International investors were net sellers for the 23rd straight trading day while the peso slid to a seven-year low against the dollar on Monday with some analysts blaming the weakness to concerns over Duterte's tough talk against the the country's key ally, the United States, and international organizations critical of his bloody war on drugs.
Pangilinan said the stock market was the "most volatile layer" of foreign investments, and businessmen he spoke to at a recent forum in Hong Kong thought Duterte was making "great strides" in the economy.
"There are good signs that they will move quickly with respect to their programs and the decisions that need to be made. In that respect investors should take comfort that the economic policies will be pursued," Pangilinan told reporters.
"I think the fundamentals are there and we're quite confident that the economic policies are robust," he said.
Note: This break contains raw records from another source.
use crate::{
    CONFIG_DIR_ENV, CONFIG_FILENAME, ConfigError, ConfigErrorResult, DEFAULT_CONFIG_DIR,
    LoggingConfig, RateLimitConfig, ServerConfig, UpstreamConfig,
};

use std::path::{Path, PathBuf};

use log::info;
use serde::Deserialize;

#[derive(Debug, Clone, Deserialize, Default)]
#[serde(default)]
pub struct Config {
    pub server: ServerConfig,
    pub logging: LoggingConfig,
    pub upstream: UpstreamConfig,
    pub rate_limit: RateLimitConfig,
}

impl Config {
    /// Load config.
    ///
    /// Loading order:
    /// 1. Check for BS_CONFIG_DIR env var, else use ./.bs/
    /// 2. Auto-create config directory if it doesn't exist
    /// 3. Load config.toml if it exists, else use defaults
    /// 4. Apply BS_* environment variable overrides
    ///
    /// Does NOT validate - call validate() after load().
    pub fn load() -> ConfigErrorResult<Self> {
        let config_dir = Self::config_dir()?;

        if !config_dir.exists() {
            std::fs::create_dir_all(&config_dir).map_err(|e| ConfigError::Io {
                path: config_dir.clone(),
                source: e,
            })?;
        }

        let config_path = config_dir.join(CONFIG_FILENAME);

        let mut config = if config_path.exists() {
            Self::load_toml(&config_path)?
        } else {
            Config::default()
        };

        config.apply_env_overrides();

        Ok(config)
    }

    /// Load and parse TOML file with detailed error context.
    fn load_toml(path: &Path) -> ConfigErrorResult<Self> {
        let contents = std::fs::read_to_string(path).map_err(|e| ConfigError::Io {
            path: path.to_path_buf(),
            source: e,
        })?;

        toml::from_str(&contents).map_err(|e| ConfigError::Toml {
            path: path.to_path_buf(),
            source: e,
        })
    }

    /// Get the config directory.
    /// Priority: BS_CONFIG_DIR env var > ./.bs/ (relative to cwd)
    pub fn config_dir() -> ConfigErrorResult<PathBuf> {
        if let Ok(dir) = std::env::var(CONFIG_DIR_ENV) {
            return Ok(PathBuf::from(dir));
        }

        let cwd = std::env::current_dir()
            .map_err(|_| ConfigError::config("Cannot determine current working directory"))?;
        Ok(cwd.join(DEFAULT_CONFIG_DIR))
    }

    /// Validate all configuration.
    /// Call after load() to catch all errors at startup.
    pub fn validate(&self) -> ConfigErrorResult<()> {
        self.server.validate()?;
        self.upstream.validate()?;
        self.rate_limit.validate()?;

        // Log file must stay inside the log directory
        if let Some(ref file) = self.logging.file
            && (file.is_empty() || file.contains('/') || file.contains('\\') || file.contains(".."))
        {
            return Err(ConfigError::logging(
                "logging.file must be a plain file name",
            ));
        }

        Ok(())
    }

    /// Absolute path of the log file, if file logging is configured.
    pub fn log_file_path(&self) -> ConfigErrorResult<Option<PathBuf>> {
        match self.logging.file {
            Some(ref filename) => {
                let log_dir = Self::config_dir()?.join(&self.logging.dir);
                Ok(Some(log_dir.join(filename)))
            }
            None => Ok(None),
        }
    }

    /// Get bind address as string.
    pub fn bind_addr(&self) -> String {
        format!("{}:{}", self.server.host, self.server.port)
    }

    /// Log configuration summary (NEVER logs the API key).
    pub fn log_summary(&self) {
        info!("Configuration loaded:");
        info!("  server: {}:{}", self.server.host, self.server.port);

        let api_key = match self.upstream.api_key {
            Some(ref key) if !key.trim().is_empty() => "set",
            _ => "missing",
        };
        info!(
            "  upstream: {} (api_key: {}, timeout: {}s)",
            self.upstream.base_url(),
            api_key,
            self.upstream.timeout_secs
        );

        info!(
            "  logging: {} (colored: {}, file: {})",
            *self.logging.level,
            self.logging.colored,
            self.logging.file.as_deref().unwrap_or("stdout")
        );

        if self.rate_limit.enabled {
            info!(
                "  rate_limit: {}/{}s",
                self.rate_limit.max_requests, self.rate_limit.window_secs
            );
        } else {
            info!("  rate_limit: disabled");
        }
    }

    fn apply_env_overrides(&mut self) {
        // Server
        Self::apply_env_string("BS_SERVER_HOST", &mut self.server.host);
        Self::apply_env_parse("BS_SERVER_PORT", &mut self.server.port);

        // Logging
        Self::apply_env_parse("BS_LOG_LEVEL", &mut self.logging.level);
        Self::apply_env_bool("BS_LOG_COLORED", &mut self.logging.colored);
        Self::apply_env_option_string("BS_LOG_FILE", &mut self.logging.file);

        // Upstream
        Self::apply_env_string("BS_UPSTREAM_BASE_URL", &mut self.upstream.base_url);
        Self::apply_env_option_string("BS_UPSTREAM_API_KEY", &mut self.upstream.api_key);
        Self::apply_env_parse(
            "BS_UPSTREAM_TIMEOUT_SECS",
            &mut self.upstream.timeout_secs,
        );

        // Rate limit
        Self::apply_env_bool("BS_RATE_LIMIT_ENABLED", &mut self.rate_limit.enabled);
        Self::apply_env_parse(
            "BS_RATE_LIMIT_MAX_REQUESTS",
            &mut self.rate_limit.max_requests,
        );
        Self::apply_env_parse(
            "BS_RATE_LIMIT_WINDOW_SECS",
            &mut self.rate_limit.window_secs,
        );
    }

    /// Helper: Apply environment variable override for String values
    fn apply_env_string(var_name: &str, target: &mut String) {
        if let Ok(val) = std::env::var(var_name) {
            *target = val;
        }
    }

    /// Helper: Apply environment variable override for bool values (accepts "true"/"1")
    fn apply_env_bool(var_name: &str, target: &mut bool) {
        if let Ok(val) = std::env::var(var_name) {
            *target = val == "true" || val == "1";
        }
    }

    /// Helper: Apply environment variable override for parseable values
    fn apply_env_parse<T: std::str::FromStr>(var_name: &str, target: &mut T) {
        if let Ok(val) = std::env::var(var_name)
            && let Ok(parsed) = val.parse()
        {
            *target = parsed;
        }
    }

    /// Helper: Apply environment variable override for Option<String> values
    fn apply_env_option_string(var_name: &str, target: &mut Option<String>) {
        if let Ok(val) = std::env::var(var_name) {
            *target = Some(val);
        }
    }
}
American debt-watcher S&P Global Ratings said last week the predictably of the country's economic policy-making had "diminished somewhat" with the President focused on his anti-narcotics campaign while throwing constant jabs at the US, United Nations and European Union.
Finance Secretary Carlos Dominguez, however, said the President was "loud and clear" with his policy-making as he reassured investors of the country's sound macroeconomic fundamentals.